Is pharmacological therapy of choice in osteoarthritis and include patient education, weight loss, thermal control, exercise, physical therapy, occupational.Stress relief joints:Instructs the patient to avoid worsening of mechanical stress on affected jointsProper posture is recommendedEncourage the obese to lose weight to relieve stress and balance genunchiu mechanically.Physical Therapy:Cause atrophy of knee osteoarthritis, quadriceps, muscles that help protect the articular cartilageWill perform the aerobic exercise-Hydrotherapy can have benefitsLocal heat-and capsaicin topical cream, or ice relieves the pain and stiffness.
Pharmacological Therapy:We want pain relief and functional status. The treatment begins with acetaminophen for moderate pain without apparent inflammation. If clinical response to acetaminophen is not satisfactory or if the clinical presentation is inflammatory is administered NSAIDs. Use the lowest dose if the pain is intermittent and most if patient response is not sufficient. Options for patients with gastrointestinal toxicity of NSAIDs include the addition of a proton pump inhibitor or misoprostol regimen or the use of selective cyclooxygenase inhibitors.
In patients with significant pain, tramadol is administered resistance. Muscle relaxants are helpful for patients with muscle spasms. Intra-articular corticosteroid injections improve symptoms.Should not be taken more than four injections in a single year because of the risk of joint cartilage destruction. Systemic corticosteroids have no role in controlling osteoarthritis. Intra-articular injections of hyaluronic acid therapy is symptomatic knee damage.
Surgical therapy:Joint lavage is beneficial to a small group of patients. Arthroscopy can help patients with knee osteoarthritis that imaging shows specific structural destruction, to repair cracks, meniscus, meniscus removed fragments that produce symptoms. Osteotomy is indicated in patients with hip or knee malalinierea. The procedure is recommended in young patients with osteoarthritis.Osteotomy can relieve pain. Arthroplasty is performed if the rest of the methods are inefficient and not viable osteotomy. This procedure improves pain and function.

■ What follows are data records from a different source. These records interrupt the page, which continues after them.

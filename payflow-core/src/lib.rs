#![deny(clippy::unwrap_used)]
#![deny(clippy::expect_used)]
#![deny(clippy::panic)]
#![forbid(unsafe_code)]

pub mod config;
pub mod entities;
pub mod events;
pub mod framework;
pub mod gateway;
pub mod processors;
pub mod telemetry;
pub mod utils;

Surgical Complications:Infection is the most feared complication of postsurgical, especially in cases of total arthroplasty. Prevention resultant thrombophlebitis and pulmonary embolism is important in patients suffering from lower limb arthroplasty.The success rate of hip and knee arthroplasty is 90%. The longevity of prosthetic implant depends on patient activity. Young and physically active patients will require reintervention.

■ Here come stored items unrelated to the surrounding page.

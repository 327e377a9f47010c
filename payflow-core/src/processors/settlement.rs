//! SettlementForwarder.
//!
//! Forwards the net amount of a credited invoice (gross minus processor fee)
//! to the configured destination account, then marks the invoice `received`.

use std::sync::Arc;

use kanau::processor::Processor;
use payflow_sdk::objects::{Transfer, TransferRequest};
use sqlx::SqlitePool;
use thiserror::Error;
use tokio::sync::Mutex;
use tracing::{info, warn};

use crate::config::TransferDestination;
use crate::entities::invoice_records::{GetInvoiceRecordById, LedgerError, MarkInvoiceReceived};
use crate::framework::DatabaseProcessor;
use crate::gateway::{GatewayError, TransferGateway};

#[derive(Debug, Error)]
pub enum SettlementError {
    #[error("transfer failed: {0}")]
    Upstream(#[from] GatewayError),

    #[error("ledger error: {0}")]
    Ledger(#[from] LedgerError),
}

pub struct SettlementForwarder {
    pool: SqlitePool,
    transfers: Arc<dyn TransferGateway>,
    destination: TransferDestination,
    lock: Mutex<()>,
}

/// Processor-side idempotency key for the settlement of `invoice_id`.
pub fn settlement_external_id(invoice_id: &str) -> String {
    format!("payflow-{invoice_id}")
}

impl SettlementForwarder {
    pub fn new(
        pool: SqlitePool,
        transfers: Arc<dyn TransferGateway>,
        destination: TransferDestination,
    ) -> Self {
        Self {
            pool,
            transfers,
            destination,
            lock: Mutex::new(()),
        }
    }

    /// Transfer `credited_amount - fee` to the destination.
    ///
    /// Returns `None` without side effects when the net amount is not
    /// positive or the invoice is already settled.
    #[tracing::instrument(skip(self))]
    pub async fn forward_payment(
        &self,
        invoice_id: &str,
        credited_amount: i64,
        fee: i64,
    ) -> Result<Option<Transfer>, SettlementError> {
        let net = credited_amount.saturating_sub(fee);
        if net <= 0 {
            warn!(
                invoice_id,
                credited_amount, fee, "Fee absorbs the whole credit, nothing to forward"
            );
            return Ok(None);
        }

        let _guard = self.lock.lock().await;
        let db = DatabaseProcessor {
            pool: self.pool.clone(),
        };

        let existing = db
            .process(GetInvoiceRecordById {
                invoice_id: invoice_id.to_string(),
            })
            .await
            .map_err(LedgerError::from)?;
        if existing.as_ref().is_some_and(|record| record.is_received()) {
            info!(invoice_id, "Invoice already settled, skipping transfer");
            return Ok(None);
        }

        let transfer = self
            .transfers
            .create_transfers(vec![self.transfer_request(invoice_id, net)])
            .await?
            .into_iter()
            .next()
            .ok_or(GatewayError::EmptyResponse("transfers"))?;

        info!(invoice_id, transfer_id = %transfer.id, net, "Forwarded settlement");

        match db
            .process(MarkInvoiceReceived {
                invoice_id: invoice_id.to_string(),
                transfer_id: transfer.id.clone(),
            })
            .await
        {
            Ok(_) => {}
            Err(LedgerError::NotFound(_)) => {
                warn!(
                    invoice_id,
                    transfer_id = %transfer.id,
                    "Settled an invoice that is not in the ledger"
                );
            }
            Err(e) => return Err(e.into()),
        }

        Ok(Some(transfer))
    }

    fn transfer_request(&self, invoice_id: &str, net: i64) -> TransferRequest {
        let TransferDestination {
            bank_code,
            branch_code,
            account_number,
            account_type,
            name,
            tax_id,
        } = self.destination.clone();
        TransferRequest {
            amount: net,
            name,
            tax_id,
            bank_code,
            branch_code,
            account_number,
            account_type,
            external_id: Some(settlement_external_id(invoice_id)),
            tags: vec![invoice_id.to_string()],
        }
    }
}

#[cfg(test)]
mod tests {
    use super::*;
    use crate::entities::invoice_records::{
        CreateInvoiceRecord, InvoiceRecord, InvoiceStatus, NewInvoiceRecord,
    };
    use crate::framework::testing::memory_pool;
    use crate::processors::testing::FakeTransfers;

    async fn setup(transfers: Arc<FakeTransfers>) -> (SettlementForwarder, DatabaseProcessor) {
        let pool = memory_pool().await;
        let db = DatabaseProcessor { pool: pool.clone() };
        db.process(CreateInvoiceRecord {
            record: NewInvoiceRecord {
                id: "inv-1".to_string(),
                amount: 10_000,
                payer_name: "Ana Souza".to_string(),
                payer_tax_id: "529.982.247-25".to_string(),
            },
        })
        .await
        .unwrap();
        (
            SettlementForwarder::new(pool, transfers, TransferDestination::default()),
            db,
        )
    }

    async fn record(db: &DatabaseProcessor) -> InvoiceRecord {
        db.process(GetInvoiceRecordById {
            invoice_id: "inv-1".to_string(),
        })
        .await
        .unwrap()
        .unwrap()
    }

    #[tokio::test]
    async fn test_non_positive_net_is_skipped() {
        let transfers = Arc::new(FakeTransfers::default());
        let (forwarder, db) = setup(transfers.clone()).await;

        assert!(forwarder.forward_payment("inv-1", 500, 500).await.unwrap().is_none());
        assert!(forwarder.forward_payment("inv-1", 100, 500).await.unwrap().is_none());

        assert!(transfers.requests().is_empty());
        assert_eq!(record(&db).await.status, InvoiceStatus::Issued);
    }

    #[tokio::test]
    async fn test_forwards_net_amount() {
        let transfers = Arc::new(FakeTransfers::default());
        let (forwarder, db) = setup(transfers.clone()).await;

        let transfer = forwarder
            .forward_payment("inv-1", 10_000, 250)
            .await
            .unwrap()
            .unwrap();
        assert_eq!(transfer.amount, 9_750);

        let requests = transfers.requests();
        assert_eq!(requests.len(), 1);
        assert_eq!(requests[0].amount, 9_750);
        assert_eq!(requests[0].bank_code, "20018183");
        assert_eq!(requests[0].external_id.as_deref(), Some("payflow-inv-1"));
        assert_eq!(requests[0].tags, vec!["inv-1".to_string()]);

        let stored = record(&db).await;
        assert_eq!(stored.status, InvoiceStatus::Received);
        assert_eq!(stored.transfer_id, Some(transfer.id));
        assert!(stored.received_at.is_some());
    }

    #[tokio::test]
    async fn test_duplicate_delivery_transfers_once() {
        let transfers = Arc::new(FakeTransfers::default());
        let (forwarder, _db) = setup(transfers.clone()).await;

        assert!(forwarder.forward_payment("inv-1", 10_000, 250).await.unwrap().is_some());
        assert!(forwarder.forward_payment("inv-1", 10_000, 250).await.unwrap().is_none());
        assert_eq!(transfers.requests().len(), 1);
    }

    #[tokio::test]
    async fn test_unknown_invoice_still_transfers() {
        let transfers = Arc::new(FakeTransfers::default());
        let (forwarder, db) = setup(transfers.clone()).await;

        let transfer = forwarder.forward_payment("ghost", 2_000, 0).await.unwrap();
        assert_eq!(transfer.map(|t| t.amount), Some(2_000));
        assert!(
            db.process(GetInvoiceRecordById {
                invoice_id: "ghost".to_string()
            })
            .await
            .unwrap()
            .is_none()
        );
    }

    #[tokio::test]
    async fn test_transfer_failure_leaves_invoice_issued() {
        let transfers = Arc::new(FakeTransfers::failing_for(&["inv-1"]));
        let (forwarder, db) = setup(transfers).await;

        let err = forwarder
            .forward_payment("inv-1", 10_000, 250)
            .await
            .unwrap_err();
        assert!(matches!(err, SettlementError::Upstream(_)));
        let stored = record(&db).await;
        assert_eq!(stored.status, InvoiceStatus::Issued);
        assert!(stored.transfer_id.is_none());
    }
}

Pharmacological Therapy:We want pain relief and functional status. The treatment begins with acetaminophen for moderate pain without apparent inflammation. If clinical response to acetaminophen is not satisfactory or if the clinical presentation is inflammatory is administered NSAIDs. Use the lowest dose if the pain is intermittent and most if patient response is not sufficient. Options for patients with gastrointestinal toxicity of NSAIDs include the addition of a proton pump inhibitor or misoprostol regimen or the use of selective cyclooxygenase inhibitors.
In patients with significant pain, tramadol is administered resistance. Muscle relaxants are helpful for patients with muscle spasms. Intra-articular corticosteroid injections improve symptoms.Should not be taken more than four injections in a single year because of the risk of joint cartilage destruction. Systemic corticosteroids have no role in controlling osteoarthritis. Intra-articular injections of hyaluronic acid therapy is symptomatic knee damage.

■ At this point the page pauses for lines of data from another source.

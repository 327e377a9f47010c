//! ECDSA verification of webhook events.

use std::collections::HashMap;
use std::sync::Arc;
use std::time::Duration;

use async_trait::async_trait;
use k256::ecdsa::VerifyingKey;
use payflow_sdk::objects::Event;
use payflow_sdk::signature::{SignatureError, verify_message};
use tokio::sync::RwLock;
use tokio::time::Instant;
use tracing::{debug, info};

use super::{EventOrigin, EventVerifier, ParsedEvent, PublicKeySource, VerifyError};

/// Verifies events against the key of their origin.
///
/// Keys are fetched lazily and cached per origin. A well-formed signature that
/// does not match the cached key triggers one refetch, so a rotated key is
/// picked up without a restart. A key younger than the refetch interval is
/// never refetched. Origins without a configured source are rejected.
pub struct EcdsaEventVerifier {
    sources: HashMap<EventOrigin, Arc<dyn PublicKeySource>>,
    cache: RwLock<HashMap<EventOrigin, CachedKey>>,
    refetch_interval: Duration,
}

/// Minimum age of a cached key before a mismatch may refetch it.
pub const DEFAULT_REFETCH_INTERVAL: Duration = Duration::from_secs(60);

#[derive(Clone, Copy)]
struct CachedKey {
    key: VerifyingKey,
    fetched_at: Instant,
}

impl EcdsaEventVerifier {
    pub fn new() -> Self {
        Self {
            sources: HashMap::new(),
            cache: RwLock::new(HashMap::new()),
            refetch_interval: DEFAULT_REFETCH_INTERVAL,
        }
    }

    pub fn with_refetch_interval(mut self, interval: Duration) -> Self {
        self.refetch_interval = interval;
        self
    }

    pub fn with_source(mut self, origin: EventOrigin, source: Arc<dyn PublicKeySource>) -> Self {
        self.sources.insert(origin, source);
        self
    }

    /// Fetch the key for `origin` now, replacing any cached one.
    pub async fn refresh(&self, origin: EventOrigin) -> Result<VerifyingKey, VerifyError> {
        let source = self
            .sources
            .get(&origin)
            .ok_or(VerifyError::UnsupportedOrigin(origin))?;
        let key = source.fetch_public_key().await?;
        let entry = CachedKey {
            key,
            fetched_at: Instant::now(),
        };
        self.cache.write().await.insert(origin, entry);
        info!(%origin, "Fetched event signing key");
        Ok(key)
    }

    async fn cached(&self, origin: EventOrigin) -> Option<CachedKey> {
        self.cache.read().await.get(&origin).copied()
    }
}

impl Default for EcdsaEventVerifier {
    fn default() -> Self {
        Self::new()
    }
}

#[async_trait]
impl EventVerifier for EcdsaEventVerifier {
    async fn parse(
        &self,
        content: &[u8],
        signature: &str,
        origin: EventOrigin,
    ) -> Result<ParsedEvent, VerifyError> {
        if !self.sources.contains_key(&origin) {
            return Err(VerifyError::UnsupportedOrigin(origin));
        }

        let (key, may_refetch) = match self.cached(origin).await {
            Some(cached) => (
                cached.key,
                cached.fetched_at.elapsed() >= self.refetch_interval,
            ),
            None => (self.refresh(origin).await?, false),
        };

        match verify_message(content, signature, &key) {
            Ok(()) => {}
            Err(SignatureError::SignatureMismatch) if may_refetch => {
                debug!(%origin, "Signature mismatch with cached key, refetching");
                let fresh = self.refresh(origin).await?;
                if fresh == key {
                    return Err(VerifyError::InvalidSignature);
                }
                verify_message(content, signature, &fresh)
                    .map_err(|_| VerifyError::InvalidSignature)?;
            }
            Err(_) => return Err(VerifyError::InvalidSignature),
        }

        let event = Event::from_slice(content)?;
        Ok(ParsedEvent::new(origin, event))
    }
}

Surgical therapy:Joint lavage is beneficial to a small group of patients. Arthroscopy can help patients with knee osteoarthritis that imaging shows specific structural destruction, to repair cracks, meniscus, meniscus removed fragments that produce symptoms. Osteotomy is indicated in patients with hip or knee malalinierea. The procedure is recommended in young patients with osteoarthritis.Osteotomy can relieve pain. Arthroplasty is performed if the rest of the methods are inefficient and not viable osteotomy. This procedure improves pain and function.
Surgical Complications:Infection is the most feared complication of postsurgical, especially in cases of total arthroplasty. Prevention resultant thrombophlebitis and pulmonary embolism is important in patients suffering from lower limb arthroplasty.The success rate of hip and knee arthroplasty is 90%. The longevity of prosthetic implant depends on patient activity. Young and physically active patients will require reintervention.